▶ **WHAT NEEDS TO BE DONE**: Find the lines below that contain the word "StoreError" and count them. Only the number should be given.

▶ **TASK DATA**:

*** Begin section ***

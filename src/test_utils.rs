//! Test utilities for the order pipeline
//!
//! In-memory stand-ins for the order store and the event log. They keep the
//! observable contracts of the real clients: per-key partition affinity,
//! committed offsets that survive a consumer restart, delivery futures that
//! resolve after the broker accepts a message, and transactional inserts
//! that reject a repeated `order_id`.

use async_trait::async_trait;
use chrono::Utc;
use futures::FutureExt;
use std::collections::hash_map::DefaultHasher;
use std::collections::{HashMap, VecDeque};
use std::hash::{Hash, Hasher};
use std::sync::{Arc, Mutex, MutexGuard, PoisonError};
use std::time::Duration;
use tokio::sync::oneshot;

use crate::db::repository::{OrderStore, StoreError, StoreResult};
use crate::kafka::client::{
    Delivered, LogConsumer, LogError, LogErrorKind, LogProducer, LogRecord, PendingDelivery,
    PollResult, PublishError,
};
use crate::models::{Order, StoredOrder};
use crate::shutdown::ShutdownHandle;

fn lock<T>(mutex: &Mutex<T>) -> MutexGuard<'_, T> {
    mutex.lock().unwrap_or_else(PoisonError::into_inner)
}

#[derive(Default)]
struct StoreState {
    rows: HashMap<String, StoredOrder>,
    insertion_order: Vec<String>,
    failures: VecDeque<StoreError>,
    attempts: u32,
    rollbacks: u32,
    closed: bool,
    unhealthy: bool,
}

/// In-memory [`OrderStore`]
#[derive(Clone, Default)]
pub struct MemoryOrderStore {
    state: Arc<Mutex<StoreState>>,
}

impl MemoryOrderStore {
    pub fn new() -> Self {
        Self::default()
    }

    /// Fail the next `times` insert attempts with `error`
    pub fn fail_next(&self, error: StoreError, times: u32) {
        let mut state = lock(&self.state);
        for _ in 0..times {
            state.failures.push_back(error.clone());
        }
    }

    /// Make health checks fail
    pub fn set_unhealthy(&self, unhealthy: bool) {
        lock(&self.state).unhealthy = unhealthy;
    }

    /// Insert attempts seen, successful or not
    pub fn attempts(&self) -> u32 {
        lock(&self.state).attempts
    }

    /// Transactions rolled back
    pub fn rollbacks(&self) -> u32 {
        lock(&self.state).rollbacks
    }

    pub fn len(&self) -> usize {
        lock(&self.state).rows.len()
    }

    pub fn is_empty(&self) -> bool {
        self.len() == 0
    }

    pub fn is_closed(&self) -> bool {
        lock(&self.state).closed
    }

    pub fn get(&self, order_id: &str) -> Option<StoredOrder> {
        lock(&self.state).rows.get(order_id).cloned()
    }

    /// Stored orders in insertion order
    pub fn orders(&self) -> Vec<StoredOrder> {
        let state = lock(&self.state);
        state
            .insertion_order
            .iter()
            .filter_map(|id| state.rows.get(id).cloned())
            .collect()
    }
}

#[async_trait]
impl OrderStore for MemoryOrderStore {
    async fn insert_order(&self, order: &Order) -> StoreResult<StoredOrder> {
        let mut state = lock(&self.state);
        state.attempts += 1;

        if state.closed {
            return Err(StoreError::transient("pool closed"));
        }

        if let Some(error) = state.failures.pop_front() {
            state.rollbacks += 1;
            return Err(error);
        }

        if state.rows.contains_key(&order.order_id) {
            state.rollbacks += 1;
            return Err(StoreError::duplicate_key(format!(
                "duplicate key value violates unique constraint \"orders_pkey\": {}",
                order.order_id
            )));
        }

        let stored = StoredOrder {
            order: order.clone(),
            processed_at: Utc::now(),
        };
        state.rows.insert(order.order_id.clone(), stored.clone());
        state.insertion_order.push(order.order_id.clone());
        Ok(stored)
    }

    async fn find_by_id(&self, order_id: &str) -> StoreResult<Option<StoredOrder>> {
        Ok(self.get(order_id))
    }

    async fn count(&self) -> StoreResult<i64> {
        Ok(self.len() as i64)
    }

    async fn health_check(&self) -> StoreResult<()> {
        if lock(&self.state).unhealthy {
            return Err(StoreError::transient("database unreachable"));
        }
        Ok(())
    }

    async fn close(&self) {
        lock(&self.state).closed = true;
    }
}

struct BrokerState {
    topic: String,
    partitions: Vec<Vec<LogRecord>>,
    committed: HashMap<(String, i32), i64>,
    commits: Vec<(String, i32, i64)>,
}

/// In-memory partitioned log for a single topic
#[derive(Clone)]
pub struct MemoryBroker {
    state: Arc<Mutex<BrokerState>>,
}

impl MemoryBroker {
    pub fn new(topic: &str, partitions: usize) -> Self {
        Self {
            state: Arc::new(Mutex::new(BrokerState {
                topic: topic.to_string(),
                partitions: vec![Vec::new(); partitions.max(1)],
                committed: HashMap::new(),
                commits: Vec::new(),
            })),
        }
    }

    pub fn topic(&self) -> String {
        lock(&self.state).topic.clone()
    }

    pub fn partition_count(&self) -> usize {
        lock(&self.state).partitions.len()
    }

    /// Partition a key is routed to; stable for the broker's lifetime
    pub fn partition_for(&self, key: &[u8]) -> i32 {
        let mut hasher = DefaultHasher::new();
        key.hash(&mut hasher);
        (hasher.finish() % self.partition_count() as u64) as i32
    }

    /// Append a message, bypassing any producer
    pub fn append(&self, key: Option<&[u8]>, payload: &[u8]) -> Delivered {
        let partition = key.map(|k| self.partition_for(k)).unwrap_or(0);
        let mut state = lock(&self.state);
        let topic = state.topic.clone();
        let log = &mut state.partitions[partition as usize];
        let offset = log.len() as i64;
        let timestamp = Some(Utc::now().timestamp_millis());

        log.push(LogRecord {
            topic,
            partition,
            offset,
            key: key.map(|k| k.to_vec()),
            payload: Some(payload.to_vec()),
            timestamp,
        });

        Delivered {
            partition,
            offset,
            timestamp,
        }
    }

    pub fn records(&self, partition: i32) -> Vec<LogRecord> {
        lock(&self.state)
            .partitions
            .get(partition as usize)
            .cloned()
            .unwrap_or_default()
    }

    pub fn all_records(&self) -> Vec<LogRecord> {
        lock(&self.state).partitions.iter().flatten().cloned().collect()
    }

    pub fn message_count(&self) -> usize {
        lock(&self.state).partitions.iter().map(Vec::len).sum()
    }

    /// Committed next offset for `group` on `partition`
    pub fn committed(&self, group: &str, partition: i32) -> Option<i64> {
        lock(&self.state)
            .committed
            .get(&(group.to_string(), partition))
            .copied()
    }

    /// Every commit in the order it happened
    pub fn commits(&self) -> Vec<(String, i32, i64)> {
        lock(&self.state).commits.clone()
    }

    fn commit(&self, group: &str, partition: i32, next_offset: i64) {
        let mut state = lock(&self.state);
        state
            .committed
            .insert((group.to_string(), partition), next_offset);
        state
            .commits
            .push((group.to_string(), partition, next_offset));
    }

    pub fn producer(&self) -> MemoryProducer {
        MemoryProducer {
            broker: self.clone(),
            state: Arc::new(Mutex::new(ProducerState::default())),
        }
    }

    /// Consumer resuming from the group's committed offsets
    pub fn consumer(&self, group: &str) -> MemoryConsumer {
        let positions = {
            let state = lock(&self.state);
            (0..state.partitions.len() as i32)
                .map(|p| {
                    let committed = state.committed.get(&(group.to_string(), p)).copied();
                    (p, committed.unwrap_or(0))
                })
                .collect()
        };

        MemoryConsumer {
            broker: self.clone(),
            group: group.to_string(),
            state: Arc::new(Mutex::new(ConsumerFakeState {
                positions,
                ..ConsumerFakeState::default()
            })),
        }
    }
}

type PendingSend = (Vec<u8>, Vec<u8>, oneshot::Sender<Result<Delivered, LogError>>);

#[derive(Default)]
struct ProducerState {
    stalled: bool,
    capacity: Option<usize>,
    pending: Vec<PendingSend>,
    failed_deliveries: u32,
    flushes: u32,
}

/// In-memory [`LogProducer`] writing into a [`MemoryBroker`]
///
/// Messages are acknowledged as soon as they are sent unless the producer is
/// stalled, in which case they wait for [`MemoryProducer::release`].
#[derive(Clone)]
pub struct MemoryProducer {
    broker: MemoryBroker,
    state: Arc<Mutex<ProducerState>>,
}

impl MemoryProducer {
    /// Hold deliveries back, as if the broker were unreachable
    pub fn stall(&self) {
        lock(&self.state).stalled = true;
    }

    /// Reject sends once `capacity` messages are waiting
    pub fn set_capacity(&self, capacity: usize) {
        lock(&self.state).capacity = Some(capacity);
    }

    /// Fail the next `count` deliveries with a timeout
    pub fn fail_deliveries(&self, count: u32) {
        lock(&self.state).failed_deliveries = count;
    }

    pub fn flushes(&self) -> u32 {
        lock(&self.state).flushes
    }

    /// Stop stalling and deliver everything waiting
    pub fn release(&self) {
        let pending = {
            let mut state = lock(&self.state);
            state.stalled = false;
            std::mem::take(&mut state.pending)
        };

        for (key, payload, reply) in pending {
            let result = self.deliver(&key, &payload);
            let _ = reply.send(result);
        }
    }

    fn deliver(&self, key: &[u8], payload: &[u8]) -> Result<Delivered, LogError> {
        {
            let mut state = lock(&self.state);
            if state.failed_deliveries > 0 {
                state.failed_deliveries -= 1;
                return Err(LogError::new(
                    LogErrorKind::TimedOut,
                    "Local: Message timed out",
                ));
            }
        }
        Ok(self.broker.append(Some(key), payload))
    }
}

#[async_trait]
impl LogProducer for MemoryProducer {
    fn send(&self, _topic: &str, key: &[u8], payload: &[u8]) -> Result<PendingDelivery, PublishError> {
        let mut state = lock(&self.state);

        if let Some(capacity) = state.capacity {
            if state.pending.len() >= capacity {
                return Err(PublishError::BufferFull);
            }
        }

        if state.stalled {
            let (tx, rx) = oneshot::channel();
            state.pending.push((key.to_vec(), payload.to_vec(), tx));
            return Ok(async move {
                rx.await.unwrap_or_else(|_| {
                    Err(LogError::new(LogErrorKind::Other, "producer dropped"))
                })
            }
            .boxed());
        }

        drop(state);
        let result = self.deliver(key, payload);
        Ok(futures::future::ready(result).boxed())
    }

    async fn flush(&self, timeout: Duration) -> Result<(), LogError> {
        let stalled = {
            let mut state = lock(&self.state);
            state.flushes += 1;
            state.stalled
        };

        if stalled {
            tokio::time::sleep(timeout).await;
            return Err(LogError::new(
                LogErrorKind::TimedOut,
                "Local: Timed out",
            ));
        }
        Ok(())
    }

    fn in_flight(&self) -> usize {
        lock(&self.state).pending.len()
    }
}

#[derive(Default)]
struct ConsumerFakeState {
    positions: HashMap<i32, i64>,
    scripted: VecDeque<PollResult>,
    commit_failures: u32,
    next_partition: usize,
    closed: bool,
    stop_when_drained: Option<ShutdownHandle>,
}

/// In-memory [`LogConsumer`] reading from a [`MemoryBroker`]
#[derive(Clone)]
pub struct MemoryConsumer {
    broker: MemoryBroker,
    group: String,
    state: Arc<Mutex<ConsumerFakeState>>,
}

impl MemoryConsumer {
    /// Return `result` from an upcoming poll, before any message
    pub fn push_poll_result(&self, result: PollResult) {
        lock(&self.state).scripted.push_back(result);
    }

    /// Fail the next `count` commits
    pub fn fail_commits(&self, count: u32) {
        lock(&self.state).commit_failures = count;
    }

    /// Trigger `shutdown` the first time a poll finds nothing to read
    pub fn stop_when_drained(&self, shutdown: ShutdownHandle) {
        lock(&self.state).stop_when_drained = Some(shutdown);
    }

    pub fn is_closed(&self) -> bool {
        lock(&self.state).closed
    }

    fn next_record(&self) -> Option<LogRecord> {
        let mut state = lock(&self.state);
        let partition_count = self.broker.partition_count();

        for step in 0..partition_count {
            let partition = ((state.next_partition + step) % partition_count) as i32;
            let position = state.positions.get(&partition).copied().unwrap_or(0);
            let record = self
                .broker
                .records(partition)
                .into_iter()
                .find(|r| r.offset == position);

            if let Some(record) = record {
                state.positions.insert(partition, position + 1);
                state.next_partition = (partition as usize + 1) % partition_count;
                return Some(record);
            }
        }
        None
    }
}

#[async_trait]
impl LogConsumer for MemoryConsumer {
    async fn poll(&self, timeout: Duration) -> PollResult {
        if let Some(result) = lock(&self.state).scripted.pop_front() {
            return result;
        }

        if let Some(record) = self.next_record() {
            return PollResult::Message(record);
        }

        if let Some(shutdown) = lock(&self.state).stop_when_drained.take() {
            shutdown.trigger();
        }
        tokio::time::sleep(timeout).await;
        PollResult::Timeout
    }

    fn commit(&self, _topic: &str, partition: i32, next_offset: i64) -> Result<(), LogError> {
        {
            let mut state = lock(&self.state);
            if state.commit_failures > 0 {
                state.commit_failures -= 1;
                return Err(LogError::new(
                    LogErrorKind::Other,
                    "Broker: Not coordinator",
                ));
            }
        }
        self.broker.commit(&self.group, partition, next_offset);
        Ok(())
    }

    fn close(&self) -> Result<(), LogError> {
        lock(&self.state).closed = true;
        Ok(())
    }
}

*** End section ***

▶ **WRITTEN SOLUTION**: 6